▶ [DIRECTIONS]: Copy out, from the entries below, each line holding the string "match".

▶ [DATA UNDER STUDY]:
- Opening Delimiter -

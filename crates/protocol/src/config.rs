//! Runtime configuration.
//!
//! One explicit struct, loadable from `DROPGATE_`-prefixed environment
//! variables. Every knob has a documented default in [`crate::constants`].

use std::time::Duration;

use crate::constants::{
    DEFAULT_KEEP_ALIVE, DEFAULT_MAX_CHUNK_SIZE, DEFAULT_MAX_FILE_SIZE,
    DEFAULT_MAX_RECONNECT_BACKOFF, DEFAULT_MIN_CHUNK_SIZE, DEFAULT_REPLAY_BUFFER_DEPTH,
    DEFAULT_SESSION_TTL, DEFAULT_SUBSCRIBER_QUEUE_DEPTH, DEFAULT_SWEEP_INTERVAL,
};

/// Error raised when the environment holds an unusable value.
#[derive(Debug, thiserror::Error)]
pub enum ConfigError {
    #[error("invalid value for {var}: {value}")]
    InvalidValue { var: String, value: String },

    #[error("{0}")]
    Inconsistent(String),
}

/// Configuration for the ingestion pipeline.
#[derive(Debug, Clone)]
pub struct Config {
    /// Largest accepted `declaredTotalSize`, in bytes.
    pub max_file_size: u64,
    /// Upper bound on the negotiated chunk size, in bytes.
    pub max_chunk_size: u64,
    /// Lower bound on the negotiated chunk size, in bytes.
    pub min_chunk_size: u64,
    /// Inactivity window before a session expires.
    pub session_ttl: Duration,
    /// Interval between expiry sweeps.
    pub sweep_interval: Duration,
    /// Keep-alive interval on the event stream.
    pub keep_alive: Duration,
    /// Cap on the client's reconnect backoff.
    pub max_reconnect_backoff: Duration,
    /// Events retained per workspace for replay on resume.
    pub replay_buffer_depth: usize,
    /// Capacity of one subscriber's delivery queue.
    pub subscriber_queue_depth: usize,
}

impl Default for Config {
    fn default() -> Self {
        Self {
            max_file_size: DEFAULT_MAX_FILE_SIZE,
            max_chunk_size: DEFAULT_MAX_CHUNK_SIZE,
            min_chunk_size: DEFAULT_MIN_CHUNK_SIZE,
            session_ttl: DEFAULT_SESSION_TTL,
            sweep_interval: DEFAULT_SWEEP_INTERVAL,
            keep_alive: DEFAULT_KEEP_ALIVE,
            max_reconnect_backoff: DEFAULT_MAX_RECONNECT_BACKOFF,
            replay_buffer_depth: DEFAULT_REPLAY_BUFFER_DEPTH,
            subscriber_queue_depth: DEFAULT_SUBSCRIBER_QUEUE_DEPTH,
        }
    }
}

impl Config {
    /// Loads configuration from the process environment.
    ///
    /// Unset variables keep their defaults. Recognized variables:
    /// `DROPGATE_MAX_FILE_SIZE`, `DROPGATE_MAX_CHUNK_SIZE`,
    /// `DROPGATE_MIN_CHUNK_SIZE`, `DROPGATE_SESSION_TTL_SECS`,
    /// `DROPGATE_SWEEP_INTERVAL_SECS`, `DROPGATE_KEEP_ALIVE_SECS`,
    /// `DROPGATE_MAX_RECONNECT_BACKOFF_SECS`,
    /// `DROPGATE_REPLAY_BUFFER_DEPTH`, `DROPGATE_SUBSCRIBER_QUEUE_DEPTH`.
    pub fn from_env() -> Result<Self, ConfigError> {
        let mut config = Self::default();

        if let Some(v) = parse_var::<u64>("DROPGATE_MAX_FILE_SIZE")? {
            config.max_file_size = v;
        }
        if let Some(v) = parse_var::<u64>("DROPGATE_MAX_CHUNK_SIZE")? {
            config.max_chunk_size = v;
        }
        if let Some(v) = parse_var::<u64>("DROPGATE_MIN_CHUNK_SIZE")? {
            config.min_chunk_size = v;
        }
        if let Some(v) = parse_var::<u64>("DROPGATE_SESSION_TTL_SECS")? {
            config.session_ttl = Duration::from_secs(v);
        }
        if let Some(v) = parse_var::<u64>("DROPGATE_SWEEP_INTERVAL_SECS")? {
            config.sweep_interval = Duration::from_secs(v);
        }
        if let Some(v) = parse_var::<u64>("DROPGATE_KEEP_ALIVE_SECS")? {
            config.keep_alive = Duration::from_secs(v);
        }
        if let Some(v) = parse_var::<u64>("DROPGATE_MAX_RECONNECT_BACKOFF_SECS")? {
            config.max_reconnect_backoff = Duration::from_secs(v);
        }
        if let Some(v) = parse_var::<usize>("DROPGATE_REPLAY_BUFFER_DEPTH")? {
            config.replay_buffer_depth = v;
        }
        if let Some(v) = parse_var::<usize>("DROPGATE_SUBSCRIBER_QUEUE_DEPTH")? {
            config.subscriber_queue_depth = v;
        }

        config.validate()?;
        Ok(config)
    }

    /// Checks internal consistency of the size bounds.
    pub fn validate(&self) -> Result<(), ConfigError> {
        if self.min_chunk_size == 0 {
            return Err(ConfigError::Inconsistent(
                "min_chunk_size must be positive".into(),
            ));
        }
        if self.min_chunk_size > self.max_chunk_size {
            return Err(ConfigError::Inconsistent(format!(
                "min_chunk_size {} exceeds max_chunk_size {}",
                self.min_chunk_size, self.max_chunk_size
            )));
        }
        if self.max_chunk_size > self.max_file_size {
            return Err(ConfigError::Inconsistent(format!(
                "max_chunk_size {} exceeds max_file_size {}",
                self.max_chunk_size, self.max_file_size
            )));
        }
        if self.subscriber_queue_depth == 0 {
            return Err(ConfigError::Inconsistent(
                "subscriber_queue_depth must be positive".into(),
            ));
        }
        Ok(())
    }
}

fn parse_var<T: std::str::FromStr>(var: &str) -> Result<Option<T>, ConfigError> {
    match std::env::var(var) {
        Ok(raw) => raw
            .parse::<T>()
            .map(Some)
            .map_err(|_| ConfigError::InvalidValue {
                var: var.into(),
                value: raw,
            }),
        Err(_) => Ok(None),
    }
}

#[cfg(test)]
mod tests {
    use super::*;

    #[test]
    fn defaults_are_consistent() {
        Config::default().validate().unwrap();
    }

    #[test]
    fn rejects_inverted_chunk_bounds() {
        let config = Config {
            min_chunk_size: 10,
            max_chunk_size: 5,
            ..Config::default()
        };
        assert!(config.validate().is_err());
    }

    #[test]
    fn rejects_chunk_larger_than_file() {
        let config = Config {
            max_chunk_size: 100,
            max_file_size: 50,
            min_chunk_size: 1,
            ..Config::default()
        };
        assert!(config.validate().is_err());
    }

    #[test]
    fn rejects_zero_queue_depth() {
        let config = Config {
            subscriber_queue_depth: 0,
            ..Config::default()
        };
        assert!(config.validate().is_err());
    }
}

- Closing Delimiter -
- Opening Delimiter -

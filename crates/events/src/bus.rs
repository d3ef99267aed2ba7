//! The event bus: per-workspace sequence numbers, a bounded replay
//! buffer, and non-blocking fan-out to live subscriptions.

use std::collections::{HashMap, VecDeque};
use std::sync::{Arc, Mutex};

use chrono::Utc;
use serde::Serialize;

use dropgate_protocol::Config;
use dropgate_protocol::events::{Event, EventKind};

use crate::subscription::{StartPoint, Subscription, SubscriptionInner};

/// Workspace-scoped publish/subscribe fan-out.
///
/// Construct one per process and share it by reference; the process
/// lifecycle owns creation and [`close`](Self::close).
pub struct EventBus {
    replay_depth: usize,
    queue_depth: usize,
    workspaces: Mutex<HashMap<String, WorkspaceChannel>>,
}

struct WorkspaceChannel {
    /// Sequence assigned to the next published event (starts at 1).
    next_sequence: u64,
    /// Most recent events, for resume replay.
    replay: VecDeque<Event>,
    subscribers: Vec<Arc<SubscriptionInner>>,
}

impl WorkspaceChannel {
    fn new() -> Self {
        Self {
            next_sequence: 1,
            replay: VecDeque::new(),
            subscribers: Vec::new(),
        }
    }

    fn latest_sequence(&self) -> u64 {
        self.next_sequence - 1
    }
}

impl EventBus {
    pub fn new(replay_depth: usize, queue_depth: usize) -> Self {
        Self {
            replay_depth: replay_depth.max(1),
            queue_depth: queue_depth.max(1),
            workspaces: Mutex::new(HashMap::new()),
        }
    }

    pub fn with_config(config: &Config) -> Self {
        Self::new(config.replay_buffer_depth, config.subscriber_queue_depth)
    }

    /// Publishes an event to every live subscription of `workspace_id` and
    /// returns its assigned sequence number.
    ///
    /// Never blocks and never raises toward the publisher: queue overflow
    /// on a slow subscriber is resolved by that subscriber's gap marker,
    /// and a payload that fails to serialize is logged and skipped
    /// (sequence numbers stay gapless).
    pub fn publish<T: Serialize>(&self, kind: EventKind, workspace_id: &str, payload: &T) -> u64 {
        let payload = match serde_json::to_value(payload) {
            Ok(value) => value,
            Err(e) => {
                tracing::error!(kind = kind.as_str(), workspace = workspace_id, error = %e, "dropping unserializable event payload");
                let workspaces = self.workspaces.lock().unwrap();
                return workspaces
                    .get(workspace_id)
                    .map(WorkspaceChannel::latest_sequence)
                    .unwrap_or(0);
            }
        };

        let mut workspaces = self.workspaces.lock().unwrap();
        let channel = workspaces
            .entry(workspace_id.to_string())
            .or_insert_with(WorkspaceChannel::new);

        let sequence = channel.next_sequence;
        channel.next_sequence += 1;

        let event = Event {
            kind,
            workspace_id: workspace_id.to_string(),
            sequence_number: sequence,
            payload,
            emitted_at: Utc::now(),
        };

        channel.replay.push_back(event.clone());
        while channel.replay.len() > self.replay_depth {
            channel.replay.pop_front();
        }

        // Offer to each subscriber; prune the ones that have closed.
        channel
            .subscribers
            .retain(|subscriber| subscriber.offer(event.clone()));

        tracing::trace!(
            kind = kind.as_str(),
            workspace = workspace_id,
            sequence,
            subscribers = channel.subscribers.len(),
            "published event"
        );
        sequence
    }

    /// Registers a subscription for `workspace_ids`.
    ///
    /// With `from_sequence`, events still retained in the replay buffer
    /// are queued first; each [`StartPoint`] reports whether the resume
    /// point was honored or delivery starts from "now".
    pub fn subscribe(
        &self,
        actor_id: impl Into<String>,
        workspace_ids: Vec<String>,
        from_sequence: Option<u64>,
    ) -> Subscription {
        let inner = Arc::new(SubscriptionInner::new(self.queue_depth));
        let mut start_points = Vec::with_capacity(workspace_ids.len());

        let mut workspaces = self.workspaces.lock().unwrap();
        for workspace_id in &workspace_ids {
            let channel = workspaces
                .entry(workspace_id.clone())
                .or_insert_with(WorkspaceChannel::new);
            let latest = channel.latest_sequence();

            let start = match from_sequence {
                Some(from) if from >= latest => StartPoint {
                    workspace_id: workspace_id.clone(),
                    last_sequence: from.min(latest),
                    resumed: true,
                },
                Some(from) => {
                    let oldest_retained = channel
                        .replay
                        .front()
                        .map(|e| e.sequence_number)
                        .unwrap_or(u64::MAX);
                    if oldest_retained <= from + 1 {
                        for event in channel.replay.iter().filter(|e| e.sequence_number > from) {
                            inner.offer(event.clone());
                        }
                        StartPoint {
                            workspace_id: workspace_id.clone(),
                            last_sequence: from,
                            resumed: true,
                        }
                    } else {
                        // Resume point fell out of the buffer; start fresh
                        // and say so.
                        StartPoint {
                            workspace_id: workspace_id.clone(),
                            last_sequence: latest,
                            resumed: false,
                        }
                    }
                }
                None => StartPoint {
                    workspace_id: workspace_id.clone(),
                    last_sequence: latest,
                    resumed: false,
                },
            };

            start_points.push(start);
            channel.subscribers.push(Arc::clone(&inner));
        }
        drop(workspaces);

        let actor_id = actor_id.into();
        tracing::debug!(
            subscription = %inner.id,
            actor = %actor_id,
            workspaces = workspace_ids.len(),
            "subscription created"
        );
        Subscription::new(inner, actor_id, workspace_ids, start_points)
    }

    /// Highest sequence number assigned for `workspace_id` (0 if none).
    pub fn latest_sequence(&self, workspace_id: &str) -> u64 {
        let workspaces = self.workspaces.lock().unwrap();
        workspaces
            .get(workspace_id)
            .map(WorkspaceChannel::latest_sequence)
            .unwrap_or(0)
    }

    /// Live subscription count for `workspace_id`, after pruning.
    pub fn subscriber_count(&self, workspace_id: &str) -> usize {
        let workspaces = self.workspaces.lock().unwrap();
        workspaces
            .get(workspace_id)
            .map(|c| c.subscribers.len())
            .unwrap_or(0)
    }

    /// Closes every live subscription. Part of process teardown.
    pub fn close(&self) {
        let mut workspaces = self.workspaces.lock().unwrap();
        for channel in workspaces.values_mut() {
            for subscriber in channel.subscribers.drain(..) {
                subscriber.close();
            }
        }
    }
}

- Closing Delimiter -
- Opening Delimiter -

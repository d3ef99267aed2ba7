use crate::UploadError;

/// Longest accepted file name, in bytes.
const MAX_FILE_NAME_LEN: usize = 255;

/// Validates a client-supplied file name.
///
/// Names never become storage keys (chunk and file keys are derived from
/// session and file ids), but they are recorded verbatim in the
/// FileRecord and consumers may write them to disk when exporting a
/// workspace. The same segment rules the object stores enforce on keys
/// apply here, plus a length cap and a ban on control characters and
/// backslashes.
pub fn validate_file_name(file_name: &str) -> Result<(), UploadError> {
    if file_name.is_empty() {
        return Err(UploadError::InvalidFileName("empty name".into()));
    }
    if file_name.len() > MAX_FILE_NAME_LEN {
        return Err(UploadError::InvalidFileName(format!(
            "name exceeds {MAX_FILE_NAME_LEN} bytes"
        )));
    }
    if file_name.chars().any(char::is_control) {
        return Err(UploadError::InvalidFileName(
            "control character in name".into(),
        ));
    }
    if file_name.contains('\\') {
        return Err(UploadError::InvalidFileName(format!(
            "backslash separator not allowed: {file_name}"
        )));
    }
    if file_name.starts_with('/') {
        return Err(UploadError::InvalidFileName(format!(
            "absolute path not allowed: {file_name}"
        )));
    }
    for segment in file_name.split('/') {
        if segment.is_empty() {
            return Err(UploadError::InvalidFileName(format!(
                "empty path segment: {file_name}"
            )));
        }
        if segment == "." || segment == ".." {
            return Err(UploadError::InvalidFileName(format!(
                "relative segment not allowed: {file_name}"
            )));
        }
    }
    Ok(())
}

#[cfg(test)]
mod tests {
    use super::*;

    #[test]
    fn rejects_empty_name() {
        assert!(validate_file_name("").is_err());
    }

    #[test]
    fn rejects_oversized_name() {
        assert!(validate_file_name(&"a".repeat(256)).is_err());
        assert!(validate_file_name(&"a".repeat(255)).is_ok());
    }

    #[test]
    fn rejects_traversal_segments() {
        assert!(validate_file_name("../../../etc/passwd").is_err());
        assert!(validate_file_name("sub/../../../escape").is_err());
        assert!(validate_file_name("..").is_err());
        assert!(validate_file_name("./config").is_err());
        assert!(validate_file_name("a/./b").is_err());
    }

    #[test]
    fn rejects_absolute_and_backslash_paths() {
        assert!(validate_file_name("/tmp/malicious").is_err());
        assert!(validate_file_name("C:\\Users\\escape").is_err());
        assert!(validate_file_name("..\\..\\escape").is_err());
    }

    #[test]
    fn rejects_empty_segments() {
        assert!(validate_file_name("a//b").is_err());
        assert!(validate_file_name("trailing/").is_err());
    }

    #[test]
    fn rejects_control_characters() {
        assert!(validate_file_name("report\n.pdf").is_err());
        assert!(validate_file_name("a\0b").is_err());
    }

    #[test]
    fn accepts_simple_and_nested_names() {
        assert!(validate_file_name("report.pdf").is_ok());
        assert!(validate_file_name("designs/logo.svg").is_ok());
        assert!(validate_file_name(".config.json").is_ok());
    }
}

- Closing Delimiter -

▶ [EXERCISE ANSWER]:
    match std::env::var(var) {
        let payload = match serde_json::to_value(payload) {
            let start = match from_sequence {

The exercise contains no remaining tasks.